Action item:
In the listing below, every line with the word "application" needs to be copied.

Extracted material:
● ● ● ●

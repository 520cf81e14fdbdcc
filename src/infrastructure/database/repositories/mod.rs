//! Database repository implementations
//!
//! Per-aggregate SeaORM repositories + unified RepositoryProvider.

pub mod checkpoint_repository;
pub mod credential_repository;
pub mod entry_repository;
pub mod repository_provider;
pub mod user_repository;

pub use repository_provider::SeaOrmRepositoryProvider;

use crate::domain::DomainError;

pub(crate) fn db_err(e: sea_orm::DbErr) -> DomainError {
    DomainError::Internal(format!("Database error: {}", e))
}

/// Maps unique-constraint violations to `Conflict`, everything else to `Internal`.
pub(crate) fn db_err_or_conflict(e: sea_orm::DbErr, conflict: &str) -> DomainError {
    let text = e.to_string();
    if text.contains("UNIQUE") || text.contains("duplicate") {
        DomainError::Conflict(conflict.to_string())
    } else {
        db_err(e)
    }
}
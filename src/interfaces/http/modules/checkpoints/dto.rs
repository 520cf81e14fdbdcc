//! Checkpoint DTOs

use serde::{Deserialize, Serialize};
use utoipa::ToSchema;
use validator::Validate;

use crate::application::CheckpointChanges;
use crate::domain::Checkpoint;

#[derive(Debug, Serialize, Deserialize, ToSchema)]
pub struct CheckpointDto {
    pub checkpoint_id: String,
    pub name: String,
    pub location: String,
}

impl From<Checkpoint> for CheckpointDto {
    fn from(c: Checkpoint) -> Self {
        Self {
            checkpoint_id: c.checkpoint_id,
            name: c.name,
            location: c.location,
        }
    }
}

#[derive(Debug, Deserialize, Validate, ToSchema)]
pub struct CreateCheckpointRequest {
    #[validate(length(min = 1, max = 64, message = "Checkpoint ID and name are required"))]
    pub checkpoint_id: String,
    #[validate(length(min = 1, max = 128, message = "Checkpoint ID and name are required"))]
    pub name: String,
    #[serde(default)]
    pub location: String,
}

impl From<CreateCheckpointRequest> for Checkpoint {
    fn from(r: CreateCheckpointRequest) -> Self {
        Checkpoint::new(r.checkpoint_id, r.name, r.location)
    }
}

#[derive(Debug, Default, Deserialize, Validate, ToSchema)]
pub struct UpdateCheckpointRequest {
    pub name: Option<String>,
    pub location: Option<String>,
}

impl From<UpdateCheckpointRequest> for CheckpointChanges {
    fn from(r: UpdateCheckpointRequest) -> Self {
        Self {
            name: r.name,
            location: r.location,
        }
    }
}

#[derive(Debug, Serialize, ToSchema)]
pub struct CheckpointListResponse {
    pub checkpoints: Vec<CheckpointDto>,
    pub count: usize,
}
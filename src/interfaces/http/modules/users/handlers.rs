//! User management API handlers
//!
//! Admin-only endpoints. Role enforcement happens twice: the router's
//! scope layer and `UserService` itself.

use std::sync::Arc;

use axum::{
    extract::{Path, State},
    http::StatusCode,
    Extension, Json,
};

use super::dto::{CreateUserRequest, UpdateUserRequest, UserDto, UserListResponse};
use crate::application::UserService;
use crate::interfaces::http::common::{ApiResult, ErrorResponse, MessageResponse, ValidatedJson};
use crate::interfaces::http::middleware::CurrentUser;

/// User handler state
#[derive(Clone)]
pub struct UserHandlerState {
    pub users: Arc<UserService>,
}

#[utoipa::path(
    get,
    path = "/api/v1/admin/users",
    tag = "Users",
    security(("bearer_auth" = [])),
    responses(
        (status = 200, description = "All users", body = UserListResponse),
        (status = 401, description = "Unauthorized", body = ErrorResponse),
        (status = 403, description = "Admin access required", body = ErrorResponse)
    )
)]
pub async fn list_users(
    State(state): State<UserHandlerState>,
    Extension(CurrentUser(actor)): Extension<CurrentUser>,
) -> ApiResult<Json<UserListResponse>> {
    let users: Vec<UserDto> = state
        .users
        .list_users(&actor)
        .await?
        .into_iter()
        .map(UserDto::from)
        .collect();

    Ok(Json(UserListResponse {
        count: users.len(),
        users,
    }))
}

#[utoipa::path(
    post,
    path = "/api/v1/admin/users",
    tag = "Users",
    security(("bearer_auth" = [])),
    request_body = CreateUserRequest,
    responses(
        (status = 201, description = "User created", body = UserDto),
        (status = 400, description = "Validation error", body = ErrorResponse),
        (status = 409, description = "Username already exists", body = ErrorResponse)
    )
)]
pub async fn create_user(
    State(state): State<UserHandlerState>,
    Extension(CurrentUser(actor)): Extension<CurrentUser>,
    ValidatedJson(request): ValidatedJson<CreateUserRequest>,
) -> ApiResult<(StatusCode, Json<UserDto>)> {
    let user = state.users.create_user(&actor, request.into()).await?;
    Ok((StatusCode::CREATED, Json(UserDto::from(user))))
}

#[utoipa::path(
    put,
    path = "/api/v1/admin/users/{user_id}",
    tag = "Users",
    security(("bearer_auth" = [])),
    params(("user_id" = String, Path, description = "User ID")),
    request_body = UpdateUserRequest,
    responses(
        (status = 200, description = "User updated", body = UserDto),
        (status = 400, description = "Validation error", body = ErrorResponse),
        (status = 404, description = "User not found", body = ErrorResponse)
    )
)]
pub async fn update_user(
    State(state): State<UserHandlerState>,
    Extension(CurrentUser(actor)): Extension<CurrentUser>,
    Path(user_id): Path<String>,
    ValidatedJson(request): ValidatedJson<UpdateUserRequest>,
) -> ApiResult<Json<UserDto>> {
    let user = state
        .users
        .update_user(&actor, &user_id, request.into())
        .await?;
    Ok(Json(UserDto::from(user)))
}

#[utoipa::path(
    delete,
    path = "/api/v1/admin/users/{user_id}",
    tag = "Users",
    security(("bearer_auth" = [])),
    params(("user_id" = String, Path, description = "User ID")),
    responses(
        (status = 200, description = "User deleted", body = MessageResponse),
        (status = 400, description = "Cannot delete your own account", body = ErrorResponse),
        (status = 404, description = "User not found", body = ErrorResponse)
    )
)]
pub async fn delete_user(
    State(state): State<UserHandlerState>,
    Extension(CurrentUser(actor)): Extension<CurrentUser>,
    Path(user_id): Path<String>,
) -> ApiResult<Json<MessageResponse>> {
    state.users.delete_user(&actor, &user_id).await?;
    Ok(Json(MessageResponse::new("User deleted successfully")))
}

● ● ● ●

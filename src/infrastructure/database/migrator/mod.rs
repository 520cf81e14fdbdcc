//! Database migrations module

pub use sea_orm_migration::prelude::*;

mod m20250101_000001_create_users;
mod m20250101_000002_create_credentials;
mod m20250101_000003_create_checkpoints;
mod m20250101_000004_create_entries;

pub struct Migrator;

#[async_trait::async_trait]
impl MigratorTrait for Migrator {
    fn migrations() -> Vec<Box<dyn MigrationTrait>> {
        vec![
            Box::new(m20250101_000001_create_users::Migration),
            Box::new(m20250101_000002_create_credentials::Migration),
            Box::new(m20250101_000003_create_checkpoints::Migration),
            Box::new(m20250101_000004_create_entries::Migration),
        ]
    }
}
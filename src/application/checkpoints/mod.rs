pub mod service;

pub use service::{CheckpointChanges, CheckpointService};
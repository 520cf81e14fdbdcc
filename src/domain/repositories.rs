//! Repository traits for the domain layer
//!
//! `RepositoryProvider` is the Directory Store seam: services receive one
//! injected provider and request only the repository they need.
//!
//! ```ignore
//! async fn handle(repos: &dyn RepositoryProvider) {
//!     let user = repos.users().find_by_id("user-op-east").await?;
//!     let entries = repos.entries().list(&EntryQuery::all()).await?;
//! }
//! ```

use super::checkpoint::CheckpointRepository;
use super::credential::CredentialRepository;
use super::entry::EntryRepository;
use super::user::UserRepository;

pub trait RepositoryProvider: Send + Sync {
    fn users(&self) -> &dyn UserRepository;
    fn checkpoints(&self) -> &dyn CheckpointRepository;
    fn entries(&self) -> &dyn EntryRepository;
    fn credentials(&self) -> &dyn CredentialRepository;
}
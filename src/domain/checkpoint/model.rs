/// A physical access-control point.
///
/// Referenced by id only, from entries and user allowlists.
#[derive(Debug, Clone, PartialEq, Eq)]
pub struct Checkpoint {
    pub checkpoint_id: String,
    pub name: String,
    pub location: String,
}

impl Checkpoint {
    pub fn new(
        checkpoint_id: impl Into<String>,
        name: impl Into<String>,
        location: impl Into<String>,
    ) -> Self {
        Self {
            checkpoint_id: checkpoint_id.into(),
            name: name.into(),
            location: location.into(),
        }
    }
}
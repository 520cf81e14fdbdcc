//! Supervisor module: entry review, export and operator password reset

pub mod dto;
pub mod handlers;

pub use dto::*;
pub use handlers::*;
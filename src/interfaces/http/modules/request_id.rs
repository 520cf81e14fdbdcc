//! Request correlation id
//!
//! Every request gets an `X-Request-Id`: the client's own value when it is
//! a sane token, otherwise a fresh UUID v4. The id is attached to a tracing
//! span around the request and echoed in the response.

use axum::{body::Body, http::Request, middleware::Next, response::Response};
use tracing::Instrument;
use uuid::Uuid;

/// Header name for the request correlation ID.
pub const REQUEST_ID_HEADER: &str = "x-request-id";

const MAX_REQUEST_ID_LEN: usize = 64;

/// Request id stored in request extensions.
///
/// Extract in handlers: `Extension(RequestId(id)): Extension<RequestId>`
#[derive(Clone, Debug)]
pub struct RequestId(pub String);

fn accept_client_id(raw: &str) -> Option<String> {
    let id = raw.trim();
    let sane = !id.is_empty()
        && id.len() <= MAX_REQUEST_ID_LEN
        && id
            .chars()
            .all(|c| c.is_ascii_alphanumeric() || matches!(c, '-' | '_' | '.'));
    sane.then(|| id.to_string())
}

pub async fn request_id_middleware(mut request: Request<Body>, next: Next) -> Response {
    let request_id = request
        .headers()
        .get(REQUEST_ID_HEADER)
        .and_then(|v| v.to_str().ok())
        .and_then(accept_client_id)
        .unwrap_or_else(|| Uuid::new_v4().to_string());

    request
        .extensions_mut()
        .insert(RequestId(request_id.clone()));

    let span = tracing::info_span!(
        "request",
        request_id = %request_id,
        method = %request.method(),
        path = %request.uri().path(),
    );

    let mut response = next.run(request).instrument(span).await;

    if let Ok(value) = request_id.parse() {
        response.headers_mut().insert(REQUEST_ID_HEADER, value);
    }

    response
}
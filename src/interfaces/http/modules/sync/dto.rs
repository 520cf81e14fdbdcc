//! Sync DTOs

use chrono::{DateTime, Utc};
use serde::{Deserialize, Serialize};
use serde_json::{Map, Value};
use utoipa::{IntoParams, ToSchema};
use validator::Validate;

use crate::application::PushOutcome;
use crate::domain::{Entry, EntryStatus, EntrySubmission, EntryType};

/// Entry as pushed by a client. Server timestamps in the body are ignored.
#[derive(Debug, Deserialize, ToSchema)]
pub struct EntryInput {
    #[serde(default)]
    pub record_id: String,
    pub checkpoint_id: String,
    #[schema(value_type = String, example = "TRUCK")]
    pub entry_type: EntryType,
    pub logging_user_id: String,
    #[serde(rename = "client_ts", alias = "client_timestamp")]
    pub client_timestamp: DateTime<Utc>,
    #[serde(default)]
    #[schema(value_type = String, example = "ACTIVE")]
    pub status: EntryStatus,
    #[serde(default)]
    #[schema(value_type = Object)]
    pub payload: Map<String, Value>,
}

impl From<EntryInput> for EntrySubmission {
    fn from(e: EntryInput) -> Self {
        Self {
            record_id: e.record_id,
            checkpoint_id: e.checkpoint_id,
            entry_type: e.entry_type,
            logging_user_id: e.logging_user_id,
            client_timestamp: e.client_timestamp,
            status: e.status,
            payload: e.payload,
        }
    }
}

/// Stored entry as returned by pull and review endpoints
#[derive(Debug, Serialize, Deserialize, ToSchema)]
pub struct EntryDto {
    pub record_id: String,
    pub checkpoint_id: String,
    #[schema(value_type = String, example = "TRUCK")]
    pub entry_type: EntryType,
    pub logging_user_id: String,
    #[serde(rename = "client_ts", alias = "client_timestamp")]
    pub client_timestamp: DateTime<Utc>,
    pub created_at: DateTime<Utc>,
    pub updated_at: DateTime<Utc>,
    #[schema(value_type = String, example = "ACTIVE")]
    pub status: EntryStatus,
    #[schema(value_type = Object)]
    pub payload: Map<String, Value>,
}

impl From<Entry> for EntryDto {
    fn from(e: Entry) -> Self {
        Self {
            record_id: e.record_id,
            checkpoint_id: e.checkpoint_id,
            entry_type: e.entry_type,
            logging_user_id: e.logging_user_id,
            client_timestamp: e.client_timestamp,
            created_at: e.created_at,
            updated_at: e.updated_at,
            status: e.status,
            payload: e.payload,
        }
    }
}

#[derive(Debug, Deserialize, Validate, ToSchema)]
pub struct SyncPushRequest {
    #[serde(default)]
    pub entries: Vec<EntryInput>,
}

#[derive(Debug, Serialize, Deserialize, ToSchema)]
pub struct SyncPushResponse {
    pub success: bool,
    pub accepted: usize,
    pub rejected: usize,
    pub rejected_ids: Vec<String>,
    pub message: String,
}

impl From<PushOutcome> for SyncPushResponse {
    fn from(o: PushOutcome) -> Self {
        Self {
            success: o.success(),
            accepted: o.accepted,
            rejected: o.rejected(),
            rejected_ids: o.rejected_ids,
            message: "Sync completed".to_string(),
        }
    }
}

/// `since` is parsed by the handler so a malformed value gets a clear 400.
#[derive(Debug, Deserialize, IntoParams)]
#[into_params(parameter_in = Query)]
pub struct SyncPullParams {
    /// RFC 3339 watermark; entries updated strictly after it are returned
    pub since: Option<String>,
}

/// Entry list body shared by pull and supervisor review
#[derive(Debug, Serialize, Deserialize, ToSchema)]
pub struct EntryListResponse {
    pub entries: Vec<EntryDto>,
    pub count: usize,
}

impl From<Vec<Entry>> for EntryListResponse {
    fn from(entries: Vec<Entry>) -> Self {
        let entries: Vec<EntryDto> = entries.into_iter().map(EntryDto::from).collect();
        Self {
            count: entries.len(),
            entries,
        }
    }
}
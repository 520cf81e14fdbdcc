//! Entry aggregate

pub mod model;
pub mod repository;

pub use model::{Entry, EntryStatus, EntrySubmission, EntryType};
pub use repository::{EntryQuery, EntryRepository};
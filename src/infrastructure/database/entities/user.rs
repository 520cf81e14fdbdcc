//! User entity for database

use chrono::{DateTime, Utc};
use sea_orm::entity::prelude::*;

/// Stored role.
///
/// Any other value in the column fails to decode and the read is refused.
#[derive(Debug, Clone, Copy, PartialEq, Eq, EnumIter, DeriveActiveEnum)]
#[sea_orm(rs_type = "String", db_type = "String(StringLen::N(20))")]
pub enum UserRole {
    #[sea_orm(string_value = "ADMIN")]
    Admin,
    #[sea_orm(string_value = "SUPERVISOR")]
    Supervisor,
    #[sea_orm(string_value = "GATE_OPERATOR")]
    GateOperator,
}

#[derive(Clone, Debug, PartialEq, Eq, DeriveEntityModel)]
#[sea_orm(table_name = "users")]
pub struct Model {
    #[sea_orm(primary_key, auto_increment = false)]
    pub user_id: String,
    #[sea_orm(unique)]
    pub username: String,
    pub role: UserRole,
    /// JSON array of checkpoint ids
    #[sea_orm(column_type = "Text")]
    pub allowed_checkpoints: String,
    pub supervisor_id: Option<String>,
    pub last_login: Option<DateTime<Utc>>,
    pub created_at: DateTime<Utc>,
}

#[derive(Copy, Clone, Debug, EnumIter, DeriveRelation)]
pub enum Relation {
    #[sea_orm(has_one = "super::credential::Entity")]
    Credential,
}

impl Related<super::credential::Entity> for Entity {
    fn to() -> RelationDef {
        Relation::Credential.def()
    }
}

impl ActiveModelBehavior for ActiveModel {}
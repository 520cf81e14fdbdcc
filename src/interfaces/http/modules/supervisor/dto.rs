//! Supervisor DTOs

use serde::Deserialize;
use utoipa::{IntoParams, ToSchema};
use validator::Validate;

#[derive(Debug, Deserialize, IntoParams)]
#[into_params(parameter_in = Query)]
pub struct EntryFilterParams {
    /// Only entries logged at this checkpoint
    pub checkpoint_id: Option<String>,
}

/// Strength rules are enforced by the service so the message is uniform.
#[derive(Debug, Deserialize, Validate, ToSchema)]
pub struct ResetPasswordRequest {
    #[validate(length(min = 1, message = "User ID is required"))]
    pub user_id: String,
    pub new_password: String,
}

● ● ● ●

Your response:
use crate::application::CheckpointChanges;
use crate::application::UserService;
filename src/application/checkpoints/mod.rs
use crate::application::PushOutcome;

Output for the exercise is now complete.